Homework & Studying

Surviving Semester’s End

Expert advice for avoiding panic at the end of the semester.

A worried high school student with ADHD looking at his test paper before starting an exam.

The end of the semester is panic time. Things appear to be going fine. Then, suddenly, you realize that you haven’t kept up with the reading, you have research papers and projects due, and you’re about to be inundated by exams… gulp, comprehensive exams.

Don’t give up. And don’t dwell on what you haven’t done. Focus your energy on what will give you the best chance for success.

Take stock of your situation

See where you’re behind and what challenges lie ahead. Grab your calendar and write down exam dates and deadlines for papers and assignments. If you use Excel, make a table to see what’s due, and when. Enter non-class activities, too. Are you the treasurer of a club for which you need to write a report? Add it to the list. That way, you can get a realistic view of where you are and whether you can get to it all.

Manage your time

Make a schedule and establish a daily routine. Use a daily planner, MS Outlook, or a Palm device. Enter all daily activities and block off large chunks of time (say, two to three hours) for studying, writing, and whatever else needs to be done. Keep it realistic: Don’t schedule study/work sessions to last longer than three hours. Your capacity to think may dwindle, and the extra time spent will only bring diminishing returns. Also, schedule to your advantage. When and where do you do your best work? If you’re an early-morning person and you focus best in the quiet of the library, set your alarm clock and plan to be there.

Prioritize and schedule

Consider where your efforts will make the greatest impact. If studying five hours for your English literature exam will raise your grade from a B to a B+, but studying five hours of calculus will keep you from flunking… well, you do the math.Plan to do the most difficult work first, and at the time of day when you’re freshest. Break the material into manageable pieces. If you have an exam coming up, study one topic each morning, then review it all just before the test. If a paper’s due, plan to write one section of it each day.

Organize your environment

For many of us with ADD, it’s difficult to focus, study, or even relax in a cluttered environment. If that’s you, and your desk or room is in disarray, here’s a quick way to clean up: Get two large cardboard boxes, free at your local grocer. Put anything essential for studying into one box and set it next to your desk. Throw everything else in the other – and get it out of sight. Print a copy of your schedule – big, bold, and preferably in color – and hang it in a conspicuous spot. Post reminders and motivational slogans. Don’t worry about seeming silly – you’d be amazed at what Olympic athletes post in their rooms to help with training. (For example, “Hang in there, you’re gonna make it!”)

Eliminate distractions

To stick to your schedule, eliminate temptations and distractions. Keep your cell phone off if you’re likely to have long conversations. Check your e-mail only once a day. Let your friends know you need to hibernate for now. Remember, this is just for crunch time, and soon enough you’ll be back to your favorite pastimes. If you’re easily distracted, set an alarm to remind you to stay on task.

Don’t neglect your health

Take time to eat, sleep, and exercise to maintain a healthy body and mind. Stay well-hydrated and snack on foods high in protein to keep you alert. Do aerobic exercise – at least 20 minutes a day, three days a week – to improve mental stamina and focus. Pray or meditate if it helps you relax. Reward yourself with short breaks, and try to stay upbeat. The more positive you remain, the more effective and energetic you’ll be.

Ask for help

Enlisting help can tip the odds in your favor. Visit your school’s Resource Office for disabled students and discuss your schedule and assignments with a counselor. If you’ve been formally tested and diagnosed with ADD, ask for accommodations. Extra time on tests, a quiet testing environment, extended deadlines, note-takers, readers, and tutors may be available to you. The key is to seek assistance as early as possible.

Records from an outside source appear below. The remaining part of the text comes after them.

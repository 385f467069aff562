// ABOUTME: Session cookie utilities for request authentication
// ABOUTME: Sets, clears, and reads the httpOnly session cookie
//
// SPDX-License-Identifier: MIT OR Apache-2.0
// Copyright (c) 2025 CleberFit

//! Session cookie helpers.
//!
//! The session token is carried in an httpOnly, SameSite=Lax cookie so
//! client-side scripts can never read it. The `Secure` flag follows the
//! `BASE_URL` environment variable: https deployments get it, plain-http
//! local development does not, and an unset variable fails secure.

use std::env;
use std::fmt::Write;

use axum::http::{header, HeaderMap, HeaderValue};

/// Name of the session cookie
pub const SESSION_COOKIE: &str = "session_token";

/// Set the session cookie on a response
pub fn set_session_cookie(headers: &mut HeaderMap, token: &str, max_age_secs: i64) {
    let mut cookie = format!("{SESSION_COOKIE}={token}");
    let _ = write!(cookie, "; Max-Age={max_age_secs}");
    cookie.push_str("; Path=/; HttpOnly; SameSite=Lax");
    if infer_secure_flag() {
        cookie.push_str("; Secure");
    }

    if let Ok(header_value) = HeaderValue::from_str(&cookie) {
        headers.insert(header::SET_COOKIE, header_value);
    }
}

/// Clear the session cookie on a response
pub fn clear_session_cookie(headers: &mut HeaderMap) {
    let mut cookie = format!("{SESSION_COOKIE}=; Max-Age=0; Path=/; HttpOnly; SameSite=Lax");
    if infer_secure_flag() {
        cookie.push_str("; Secure");
    }

    if let Ok(header_value) = HeaderValue::from_str(&cookie) {
        headers.insert(header::SET_COOKIE, header_value);
    }
}

/// Extract a cookie value from request headers
#[must_use]
pub fn get_cookie_value(headers: &HeaderMap, cookie_name: &str) -> Option<String> {
    headers
        .get(header::COOKIE)?
        .to_str()
        .ok()?
        .split(';')
        .find_map(|cookie| {
            let mut parts = cookie.trim().splitn(2, '=');
            let name = parts.next()?.trim();
            let value = parts.next()?.trim();

            if name == cookie_name {
                Some(value.to_owned())
            } else {
                None
            }
        })
}

/// Derive the `Secure` cookie flag from the `BASE_URL` environment variable
fn infer_secure_flag() -> bool {
    env::var("BASE_URL").map_or(true, |url| url.starts_with("https://"))
}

Speak with your professors. The secret to getting their help is to let them know where you are right now and what you need to finish. If you’re stuck on a paper, show them what you’ve written so far. If you didn’t understand a lecture, write out what you did comprehend, so they can fill in the blanks. If you’re studying for a test, outline what you’ve focused on to make sure you’re on the right track. At the end of each discussion, ask if there’s anything else you might have missed.

If you have friends in class who’ve been getting good grades, ask how they do it. You may learn that extra quotes and citations can boost your grade on a paper, or that the lecture notes are more useful than the homework when studying for a test.

If all else fails…negotiate

What if you’ve looked over your schedule and decided it’s impossible to get everything done? It may be reasonable to ask for an extension on some assignments. Show your schedule to your professors and propose an alternate timeframe for turning in a paper or taking a test. If they can’t grant it, ask if they can compromise on a due date or if there’s any other way they can help.